Roger Pilon at Cato@Liberty is rightly troubled by the case of the parents of a 13 year-old refusing to have his cancer treated, and argues that the state is right to intervene.
The presumption is with parents, but it is not irrebuttable. Just as the state may interfere in family matters in the case of spousal or child abuse, so too it may in a case like this, where the scientific evidence is overwhelming that the long-term interests of the child are being ignored by a parent.
Will there be close calls in such cases? Of course. But on the facts presented here, this case does not appear to be a close call.
I share Roger’s reaction to the parents’ decision and, when thinking in terms of ideal theory, I see a strong case for government intervention. When we move into the real world, though, things are much more complicated. In this case, government intervention would be a good thing; in others, a bad thing. It would be nice if we could choose to intervene in parental sovereignty when and only when parents are acting in ways extremely harmful to their children. But this isn’t how politics works. Political results emerge from the interactions of political agents in an environment of formal and informal rules.

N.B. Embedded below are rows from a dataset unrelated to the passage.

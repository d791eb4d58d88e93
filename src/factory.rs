//! Constructors for observable containers
//!
//! Each factory takes ownership of a delegate and returns the observable
//! container around it. The delegate is reachable only through the container
//! from then on, so every mutation is observed.
//!
//! | Function | Returns |
//! |----------|---------|
//! | [`observable_list`] | [`ListHandle`] over any [`Sequence`] |
//! | [`observable_array_list`] | empty [`ListHandle`] over a `Vec` |
//! | [`observable_list_helper`] | [`ListHelper`], a list that reports element changes |
//! | [`observable_set`] | [`SetHandle`] over any [`SetStorage`] |
//! | [`observable_map`] | [`MapHandle`] over any [`MapStorage`] |
//! | [`unmodifiable_list`] | read-only [`UnmodifiableList`] over a list |
//!
//! ```rust
//! use std::collections::BTreeMap;
//!
//! use rxcollections::prelude::*;
//!
//! let helper = observable_list_helper(vec!["a", "b"]);
//! let list = helper.list().clone();
//! assert!(list.supports_element_property_changed());
//! helper.report_element_changed(1).unwrap();
//!
//! let map = observable_map(BTreeMap::new());
//! assert_eq!(map.put("k", 1), None);
//! ```

use std::sync::Arc;

use crate::{
  list::{ListHandle, ListHelper},
  map::MapHandle,
  observable::ObservableList,
  set::SetHandle,
  storage::{MapStorage, SetStorage, Sequence},
  unmodifiable::UnmodifiableList,
};

pub fn observable_list<T>(storage: impl Sequence<T> + 'static) -> ListHandle<T>
where
  T: Clone + Send + Sync + 'static,
{
  ListHandle::wrap(storage)
}

pub fn observable_array_list<T>() -> ListHandle<T>
where
  T: Clone + Send + Sync + 'static,
{
  ListHandle::new()
}

/// List whose owner can report in-place element changes through the
/// returned [`ListHelper`]. Share [`ListHelper::list`] with observers and
/// keep the helper itself private.
pub fn observable_list_helper<T>(storage: impl Sequence<T> + 'static) -> ListHelper<T>
where
  T: Clone + Send + Sync + 'static,
{
  ListHelper::new(Box::new(storage))
}

pub fn observable_set<T>(storage: impl SetStorage<T> + 'static) -> SetHandle<T>
where
  T: Clone + Send + Sync + 'static,
{
  SetHandle::wrap(storage)
}

pub fn observable_map<K, V>(storage: impl MapStorage<K, V> + 'static) -> MapHandle<K, V>
where
  K: Clone + Send + Sync + 'static,
  V: Clone + Send + Sync + 'static,
{
  MapHandle::wrap(storage)
}

pub fn unmodifiable_list<T>(list: impl ObservableList<T> + 'static) -> Arc<UnmodifiableList<T>>
where
  T: Clone + Send + Sync + 'static,
{
  UnmodifiableList::new(list)
}
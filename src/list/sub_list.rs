use std::{fmt, sync::Arc};

use parking_lot::Mutex;
use tracing::debug;

use super::ListHandle;
use crate::{
  error::{CollectionError, Result},
  observable::ObservableList,
  observer::{ListChange, ListObserver},
  registry::ObserverRegistry,
};

/// Live window over a contiguous range of a [`ListHandle`].
///
/// Every write is performed through the parent's observable surface, so the
/// parent's observers see it with parent indices. Observers registered on the
/// window itself are notified with window indices, and only for writes made
/// through this window.
///
/// The window remembers how many structural changes its parent had when it
/// last touched it. Once the parent gains or loses elements by any other
/// route, every further access fails with [`CollectionError::StaleSubList`].
/// Replacing a parent element with `set` keeps the window valid.
///
/// A window never reports element property changes, even over a list built
/// with [`observable_list_helper`](crate::factory::observable_list_helper):
/// its `supports_element_property_changed` is `false` and property changes
/// reported on the parent are not forwarded to the window's observers.
pub struct SubList<T> {
  parent: ListHandle<T>,
  offset: usize,
  window: Mutex<Window>,
  observers: ObserverRegistry<dyn ListObserver<T>>,
}

#[derive(Clone, Copy, Debug)]
struct Window {
  len: usize,
  expected_changes: usize,
}

impl<T> SubList<T>
where
  T: Clone + Send + Sync + 'static,
{
  pub(crate) fn new(parent: ListHandle<T>, from: usize, to: usize) -> Self {
    let expected_changes = parent.structural_changes();
    Self {
      parent,
      offset: from,
      window: Mutex::new(Window { len: to - from, expected_changes }),
      observers: ObserverRegistry::new(),
    }
  }

  /// Whether the parent changed structurally behind this window's back.
  pub fn is_stale(&self) -> bool {
    self.parent.structural_changes() != self.window.lock().expected_changes
  }

  fn window(&self) -> Result<Window> {
    let window = *self.window.lock();
    if self.parent.structural_changes() != window.expected_changes {
      debug!(offset = self.offset, len = window.len, "sub-list used after parent changed");
      return Err(CollectionError::StaleSubList);
    }
    Ok(window)
  }

  /// Record one structural write of our own.
  fn resized(&self, added: usize, removed: usize) {
    let mut window = self.window.lock();
    window.len = window.len + added - removed;
    window.expected_changes += 1;
  }

  fn dispatch(&self, change: ListChange<'_, T>) {
    self
      .observers
      .broadcast(|observer| change.notify(observer, self));
  }
}

impl<T> ObservableList<T> for SubList<T>
where
  T: Clone + Send + Sync + 'static,
{
  /// The last known length; a stale window keeps reporting it.
  fn len(&self) -> usize { self.window.lock().len }

  fn get(&self, index: usize) -> Result<T> {
    let window = self.window()?;
    CollectionError::check_index(index, window.len)?;
    self.parent.get(self.offset + index)
  }

  /// Elements of the parent under the window, clamped to the parent's
  /// current length.
  fn to_vec(&self) -> Vec<T> {
    let len = self.len();
    let mut elements = self.parent.to_vec();
    elements.truncate(self.offset + len);
    elements.drain(..self.offset.min(elements.len()));
    elements
  }

  fn set(&self, index: usize, value: T) -> Result<T> {
    let window = self.window()?;
    CollectionError::check_index(index, window.len)?;
    let old = self.parent.set(self.offset + index, value)?;
    self.dispatch(ListChange::ElementReplaced { index, old: &old });
    Ok(old)
  }

  fn insert(&self, index: usize, value: T) -> Result<()> {
    let window = self.window()?;
    CollectionError::check_position(index, window.len)?;
    self.parent.insert(self.offset + index, value)?;
    self.resized(1, 0);
    self.dispatch(ListChange::ElementsAdded { index, count: 1 });
    Ok(())
  }

  fn push(&self, value: T) -> Result<()> {
    let window = self.window()?;
    self.insert(window.len, value)
  }

  fn insert_all(&self, index: usize, values: Vec<T>) -> Result<bool> {
    let window = self.window()?;
    CollectionError::check_position(index, window.len)?;
    let count = values.len();
    if !self.parent.insert_all(self.offset + index, values)? {
      return Ok(false);
    }
    self.resized(count, 0);
    self.dispatch(ListChange::ElementsAdded { index, count });
    Ok(true)
  }

  fn push_all(&self, values: Vec<T>) -> Result<bool> {
    let window = self.window()?;
    self.insert_all(window.len, values)
  }

  fn remove(&self, index: usize) -> Result<T> {
    let window = self.window()?;
    CollectionError::check_index(index, window.len)?;
    let removed = self.parent.remove(self.offset + index)?;
    self.resized(0, 1);
    self.dispatch(ListChange::removed_one(index, &removed));
    Ok(removed)
  }

  fn remove_range(&self, from: usize, to: usize) -> Result<Vec<T>> {
    let window = self.window()?;
    CollectionError::check_range(from, to, window.len)?;
    let removed = self
      .parent
      .remove_range(self.offset + from, self.offset + to)?;
    if !removed.is_empty() {
      self.resized(0, removed.len());
      self.dispatch(ListChange::ElementsRemoved { index: from, removed: &removed });
    }
    Ok(removed)
  }

  fn clear(&self) -> Result<()> {
    let window = self.window()?;
    self.remove_range(0, window.len).map(drop)
  }

  /// A nested window addresses the same parent directly. Writes through it
  /// make this window stale.
  fn sub_list(&self, from: usize, to: usize) -> Result<Arc<dyn ObservableList<T>>> {
    let window = self.window()?;
    CollectionError::check_range(from, to, window.len)?;
    Ok(Arc::new(SubList::new(self.parent.clone(), self.offset + from, self.offset + to)))
  }

  fn add_observer(&self, observer: Arc<dyn ListObserver<T>>) { self.observers.register(observer); }

  fn remove_observer(&self, observer: &Arc<dyn ListObserver<T>>) -> bool {
    self.observers.deregister(observer)
  }

  fn supports_element_property_changed(&self) -> bool { false }
}

impl<T> fmt::Debug for SubList<T> {
  fn fmt(&self, f: &mut fmt::Formatter<'_>) -> fmt::Result {
    f.debug_struct("SubList")
      .field("offset", &self.offset)
      .field("window", &*self.window.lock())
      .field("observers", &self.observers)
      .finish()
  }
}

#[cfg(test)]
mod tests {
  use super::*;
  use crate::{
    list::ListHelper,
    test_support::{ListEvent, Recorder},
  };

  fn fixture() -> (ListHandle<i32>, Arc<dyn ObservableList<i32>>) {
    let parent = ListHandle::wrap(vec![0, 1, 2, 3, 4, 5]);
    let window = parent.sub_list(2, 5).unwrap();
    (parent, window)
  }

  #[test]
  fn reads_through_to_parent() {
    let (_parent, window) = fixture();
    assert_eq!(window.len(), 3);
    assert_eq!(window.to_vec(), vec![2, 3, 4]);
    assert_eq!(window.get(0), Ok(2));
    assert_eq!(window.get(3), Err(CollectionError::OutOfRange { index: 3, len: 3 }));
  }

  #[test]
  fn writes_notify_parent_with_absolute_indices() {
    let (parent, window) = fixture();
    let parent_events = Recorder::new();
    let window_events = Recorder::new();
    parent.add_observer(parent_events.clone());
    window.add_observer(window_events.clone());

    window.insert(1, 10).unwrap();
    window.set(0, 20).unwrap();
    window.remove(3).unwrap();
    assert_eq!(window.to_vec(), vec![20, 10, 3]);
    assert_eq!(parent.to_vec(), vec![0, 1, 20, 10, 3, 5]);

    assert_eq!(
      parent_events.take(),
      vec![
        ListEvent::Added { index: 3, count: 1 },
        ListEvent::Replaced { index: 2, old: 2 },
        ListEvent::Removed { index: 5, removed: vec![4] },
      ]
    );
    assert_eq!(
      window_events.take(),
      vec![
        ListEvent::Added { index: 1, count: 1 },
        ListEvent::Replaced { index: 0, old: 2 },
        ListEvent::Removed { index: 3, removed: vec![4] },
      ]
    );
  }

  #[test]
  fn clear_removes_only_the_window() {
    let (parent, window) = fixture();
    let parent_events = Recorder::new();
    parent.add_observer(parent_events.clone());

    window.clear().unwrap();
    assert!(window.is_empty());
    assert_eq!(parent.to_vec(), vec![0, 1, 5]);
    assert_eq!(parent_events.take(), vec![ListEvent::Removed { index: 2, removed: vec![2, 3, 4] }]);

    window.push(7).unwrap();
    assert_eq!(parent.to_vec(), vec![0, 1, 7, 5]);
  }

  #[test]
  fn parent_structural_change_makes_window_stale() {
    let (parent, window) = fixture();
    parent.push(6).unwrap();
    assert_eq!(window.get(0), Err(CollectionError::StaleSubList));
    assert_eq!(window.push(1), Err(CollectionError::StaleSubList));
    assert_eq!(window.clear(), Err(CollectionError::StaleSubList));
    assert_eq!(parent.to_vec(), vec![0, 1, 2, 3, 4, 5, 6]);
  }

  #[test]
  fn parent_replacement_keeps_window_valid() {
    let (parent, window) = fixture();
    parent.set(3, 30).unwrap();
    assert_eq!(window.to_vec(), vec![2, 30, 4]);
    assert_eq!(window.set(1, 31), Ok(30));
  }

  #[test]
  fn nested_window_shares_the_parent() {
    let (parent, window) = fixture();
    let nested = window.sub_list(1, 3).unwrap();
    assert_eq!(nested.to_vec(), vec![3, 4]);
    nested.remove(0).unwrap();
    assert_eq!(parent.to_vec(), vec![0, 1, 2, 4, 5]);
    assert_eq!(window.get(0), Err(CollectionError::StaleSubList));
  }

  #[test]
  fn window_rejects_bad_ranges() {
    let parent = ListHandle::wrap(vec![1, 2]);
    assert!(parent.sub_list(0, 3).is_err());
    assert!(parent.sub_list(2, 1).is_err());
    let empty = parent.sub_list(2, 2).unwrap();
    assert_eq!(empty.insert_all(0, vec![]), Ok(false));
    assert!(!empty.supports_element_property_changed());
  }

  #[test]
  fn property_changes_stay_on_the_parent() {
    let helper = ListHelper::new(Box::new(vec![1, 2, 3]));
    let parent = helper.list().clone();
    let window = parent.sub_list(0, 2).unwrap();
    let parent_events = Recorder::new();
    let window_events = Recorder::<ListEvent<i32>>::new();
    parent.add_observer(parent_events.clone());
    window.add_observer(window_events.clone());

    assert!(parent.supports_element_property_changed());
    assert!(!window.supports_element_property_changed());
    helper.report_element_changed(1).unwrap();
    assert_eq!(parent_events.take(), vec![ListEvent::PropertyChanged { index: 1 }]);
    assert!(window_events.take().is_empty());
    assert_eq!(window.to_vec(), vec![1, 2]);
  }
}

We can’t simply specify the set of policies we want and have the government make it so, but rather create a system of rules which produces the best results all things considered.*
My suspicion is that it’s generally preferable to leave parental sovereignty intact. I worry that if government starts preventing parents from making obviously bad decisi0ns, it will slowly move into preventing more reasonable decisions. I can imagine many people seeing the failure to instill the fear of God in children as a form of abuse. If you really believe infidels are going to spend eternity in a fiery lake, abuse is probably a reasonable characterization. If there were an enforceable rule that government would only intervene in cases which are clearly justified (severe physical abuse, etc), I’d be all for it. I just don’t think any such rule exists. I’m generally in favour of insufficient government.
*Of course, it’s policy all the way down: constitutional decisions are themselves political and ‘we’ never literally make any decision as to the set of rules governing workaday politics.